St. Andrews International School, Dusit Campus (, ) is an international school for children aged 2 to 11 years old in Dusit, Bangkok, Thailand. Dusit is one of four schools in Thailand under the schools group Cognita, along with St. Andrews International School, Sukhumvit, St. Andrews International School, Rayong, and St. Andrews International School, Sathorn.

Curriculum

Early Years  
Students are instructed under the English National Curriculum, with a strong focus on developing English vocabulary and communication skills.
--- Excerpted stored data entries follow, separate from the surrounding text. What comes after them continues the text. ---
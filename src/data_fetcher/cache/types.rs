//! Cache entry types with TTL support

use std::time::{Duration, Instant};

use crate::data_fetcher::models::{ScheduleResponse, ScoreboardResponse};

/// A cached response body of either endpoint family
#[derive(Debug, Clone)]
pub enum CachedPayload {
    Scoreboard(ScoreboardResponse),
    Schedule(ScheduleResponse),
}

/// A cached response plus the moment it was stored.
///
/// The TTL is not stored with the entry: it is read from the owning cache at
/// lookup time, so a changed cache duration applies to existing entries too.
#[derive(Debug, Clone)]
pub struct CachedResponse {
    pub data: CachedPayload,
    pub cached_at: Instant,
}

impl CachedResponse {
    /// Creates a new cached entry stamped with the current instant
    pub fn new(data: CachedPayload) -> Self {
        Self {
            data,
            cached_at: Instant::now(),
        }
    }

    /// Fresh while `age < ttl`; a zero TTL is therefore always expired.
    pub fn is_expired(&self, ttl: Duration) -> bool {
        self.cached_at.elapsed() >= ttl
    }

    /// Gets the remaining time until expiration
    pub fn time_until_expiry(&self, ttl: Duration) -> Duration {
        ttl.saturating_sub(self.cached_at.elapsed())
    }
}
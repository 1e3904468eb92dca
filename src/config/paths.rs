use std::path::Path;

/// Returns the platform-specific path for the config file.
///
/// # Notes
/// - Uses platform-specific config directory (e.g., ~/.config on Linux)
/// - Falls back to current directory if config directory is unavailable
pub fn get_config_path() -> String {
    dirs::config_dir()
        .unwrap_or_else(|| Path::new(".").to_path_buf())
        .join("ncaa_casablanca")
        .join("config.toml")
        .to_string_lossy()
        .to_string()
}

/// Returns the platform-specific path for the log directory.
pub fn get_log_dir_path() -> String {
    dirs::config_dir()
        .unwrap_or_else(|| Path::new(".").to_path_buf())
        .join("ncaa_casablanca")
        .join("logs")
        .to_string_lossy()
        .to_string()
}
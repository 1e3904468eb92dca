//! HTTP client creation and the shared GET helpers

use reqwest::Client;
use serde::de::DeserializeOwned;
use std::time::Duration;
use tracing::{debug, error, info, instrument};

use crate::error::AppError;

/// Creates an HTTP client with connection pooling and a per-request timeout.
///
/// # Arguments
/// * `timeout_seconds` - Applied to every request made through the client
/// * `user_agent` - Optional User-Agent header value
pub fn create_http_client_with_timeout(
    timeout_seconds: u64,
    user_agent: Option<&str>,
) -> Result<Client, AppError> {
    let mut builder = Client::builder()
        .timeout(Duration::from_secs(timeout_seconds))
        .pool_max_idle_per_host(crate::constants::HTTP_POOL_MAX_IDLE_PER_HOST);

    if let Some(agent) = user_agent {
        builder = builder.user_agent(agent);
    }

    builder
        .build()
        .map_err(|e| AppError::config_error(format!("Failed to build HTTP client: {e}")))
}

/// GETs `url` and returns the body of a successful response.
///
/// Transport failures and non-2xx statuses become `AppError::Client`.
/// No retries are attempted.
#[instrument(skip(client))]
pub async fn fetch_text(client: &Client, url: &str) -> Result<String, AppError> {
    info!("Fetching data from URL: {url}");

    let response = client.get(url).send().await.map_err(|e| {
        error!("Request failed for URL {}: {}", url, e);
        AppError::from_reqwest(url, &e)
    })?;

    let status = response.status();
    debug!("Response status: {status}");

    if !status.is_success() {
        error!("HTTP {} (URL: {})", status.as_u16(), url);
        return Err(AppError::http_status(status.as_u16(), url));
    }

    let text = response.text().await.map_err(|e| {
        error!("Failed to read response text from URL {}: {}", url, e);
        AppError::from_reqwest(url, &e)
    })?;
    debug!("Response length: {} bytes", text.len());

    Ok(text)
}

/// GETs `url` and deserializes the JSON body into `T`.
///
/// A body that does not match `T` is reported as `AppError::ApiParse`;
/// no partially parsed value is ever returned.
pub async fn fetch_json<T: DeserializeOwned>(client: &Client, url: &str) -> Result<T, AppError> {
    let text = fetch_text(client, url).await?;

    serde_json::from_str::<T>(&text).map_err(|e| {
        error!("Failed to parse API response: {} (URL: {})", e, url);
        error!(
            "Response text (first 200 chars): {}",
            text.chars().take(200).collect::<String>()
        );
        if text.trim().is_empty() {
            AppError::api_parse(url, "Response body is empty")
        } else {
            AppError::api_parse(url, e.to_string())
        }
    })
}

#[cfg(test)]
mod tests {
    use super::*;
    use crate::data_fetcher::models::ScoreboardResponse;
    use wiremock::{
        Mock, MockServer, ResponseTemplate,
        matchers::{header, method, path},
    };

    fn test_client() -> Client {
        create_http_client_with_timeout(5, Some("ncaa-test/1.0")).unwrap()
    }

    #[tokio::test]
    async fn test_fetch_json_success() {
        let mock_server = MockServer::start().await;
        Mock::given(method("GET"))
            .and(path("/scoreboard.json"))
            .respond_with(ResponseTemplate::new(200).set_body_string(r#"{"games": []}"#))
            .mount(&mock_server)
            .await;

        let url = format!("{}/scoreboard.json", mock_server.uri());
        let result: ScoreboardResponse = fetch_json(&test_client(), &url).await.unwrap();
        assert!(result.games.is_empty());
    }

    #[tokio::test]
    async fn test_fetch_text_sends_user_agent() {
        let mock_server = MockServer::start().await;
        Mock::given(method("GET"))
            .and(header("user-agent", "ncaa-test/1.0"))
            .respond_with(ResponseTemplate::new(200).set_body_string("<html></html>"))
            .expect(1)
            .mount(&mock_server)
            .await;

        let body = fetch_text(&test_client(), &mock_server.uri()).await.unwrap();
        assert_eq!(body, "<html></html>");
    }

    #[tokio::test]
    async fn test_server_error_maps_to_client_error_with_url() {
        let mock_server = MockServer::start().await;
        Mock::given(method("GET"))
            .respond_with(ResponseTemplate::new(503))
            .mount(&mock_server)
            .await;

        let url = format!("{}/schedule.json", mock_server.uri());
        let err = fetch_text(&test_client(), &url).await.unwrap_err();
        match err {
            AppError::Client { url: failed, status, .. } => {
                assert_eq!(failed, url);
                assert_eq!(status, Some(503));
            }
            other => panic!("expected client error, got {other:?}"),
        }
    }

    #[tokio::test]
    async fn test_malformed_json_maps_to_parse_error() {
        let mock_server = MockServer::start().await;
        Mock::given(method("GET"))
            .respond_with(ResponseTemplate::new(200).set_body_string("<!doctype html>"))
            .mount(&mock_server)
            .await;

        let err = fetch_json::<ScoreboardResponse>(&test_client(), &mock_server.uri())
            .await
            .unwrap_err();
        assert!(err.is_parse_error());
        assert!(!err.is_client_error());
    }

    #[tokio::test]
    async fn test_connection_refused_is_client_error() {
        // Nothing listens on port 9 of the loopback interface
        let err = fetch_text(&test_client(), "http://127.0.0.1:9/scoreboard.json")
            .await
            .unwrap_err();
        assert!(err.is_client_error());
        assert_eq!(err.url(), Some("http://127.0.0.1:9/scoreboard.json"));
    }
}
Additionally, students participate in Thai and Mandarin lessons. The school's Early Years Program includes lessons in Maths, Music, Literacy and Physical Education.

Primary 
Students follow the English National Curriculum and are instructed in order to provide continuity into secondary education at St. Andrews International School, Sukhumvit. All students participate in Thai lessons, as well as the option of third language in either French or Mandarin.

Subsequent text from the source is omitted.